No idea what you have observed but here is some tangible evidence:




I will find a video with larger specimens too.

My personal observation is no different, lycosidae being more robust just brute forces the sparassid down and eats it.


> Whatothers?
> 
> One peculiarity. I've bust open numerous mud wasp nests. It's almost always a Lyco inside. Haven't seen a Huntsman yet. But the wasps are day hunters and lycos almost never come out except at night and sparassids are quite visible during the day as they lurk on walls and tree trunks.


I was talking about your sparassids statements.
They are not 8 legged industrial cheetahs but spiders with build not suited to combat other similar sized, active hunting spiders.

Reactions: Informative 1


----------



## The Snark

They very much are the cheetah of the arach world. Not the most powerful but very fast take down oriented.

I'm taking two exceptions to your postings. First, you are promoting videos of fights between animals under artificial circumstances.
Second, the use of the word asinine: stupid, foolish, brainless. Perhaps I am poorly informed, but quite willing to learn at the worst.
Your word choice, and the underlying sentiments, are borderline a personal attack.


----------



## Veles

The Snark said:


> They very much are the cheetah of the arach world. Not the most powerful but very fast take down oriented.

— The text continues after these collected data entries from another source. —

//! AVL strategy: height-caching nodes, the rebalance walks, and the
//! [`AvlMap`] container.

pub mod map;
pub mod types;
pub mod util;

pub use map::AvlMap;
pub use types::AvlNode;
pub use util::{assert_avl_tree, rebalance_after_insert, rebalance_after_remove};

This is beside the matter.
I was merely pointing to the wrong parts of your statement, that being that sparassids are some wolf spider killing machines.
When in reality its the other way around.


> I'm taking two exceptions to your postings. You are promoting fights between animals under artificial circumstances and the use of the word asinine: stupid, foolish, brainless. Poorly informed, and quite willing to learn at the worst.


Since when do the circumstances artificial or not matter?
Sparassids can climb glass if anything.
There is no unfair factors here.


----------



## The Snark

You have observed videos in a glass dish. I've observed encounters on the forest floor. Sparassids hunt like cheetahs. Said, done.


----------



## Veles

The Snark said:


> You have observed videos in a glass dish.


And?
I have observed them outside in the wild, but this is tangible evidence just in case.


> I've observed encounters on the forest floor. Sparassids hunt like cheetahs. Said, done.


How they hunt is not the problem.
Prey they take is what i am talking about here.


----------



## The Snark

Veles said:


> How they hunt is not the problem.
> Prey they take is what i am talking about here.


So let's see 3 or 4 videos of Sparassids hunting in their natural environment.


----------



## Veles

The Snark said:


> So let's see 3 or 4 videos of Sparassids hunting in their natural environment.


What for?

I can not find any videos of sparassids hunting wolf spiders.
EDIT: What clarification do you need?

Reactions: Informative 1


----------



## The Snark

Photos then? You are such an authority on what and how sparassids hunt you must surely have information and evidence, along with something to disprove their sprint and overwhelm hunting tactics reminiscent of a cheetah.


----------



## Veles

The Snark said:


> Photos then? You are such an authority on what and how sparassids hunt you must surely have information and evidence, along with something to disprove their sprint and overwhelm hunting tactics reminiscent of a cheetah.


Jesus batman christ on a pogostick has the point went over yur head.

I am not talking purely about their hunting tactics  but about the fact they cant overpower lycosidae of similar size.

Reactions: Funny 1


----------



## The Snark

I would also point out, your average wildebeest or kudu could royally kick a cheetahs butt in a contained confrontation.


----------



## The Snark

So cute.
https://reptilepark.com.au/wp-content/uploads/2015/12/spiders_au_huntsman2-1030x686.jpg


----------



## Veles

The Snark said:


> I would also point out, your average wildebeest or kudu could royally kick a cheetahs butt in a contained confrontation.


Cheetahs do get injured while hunting prey on occasins, getting gored is a thing.
Not to mention a cheetah mostly goes for a smaller prey than an adult kudu.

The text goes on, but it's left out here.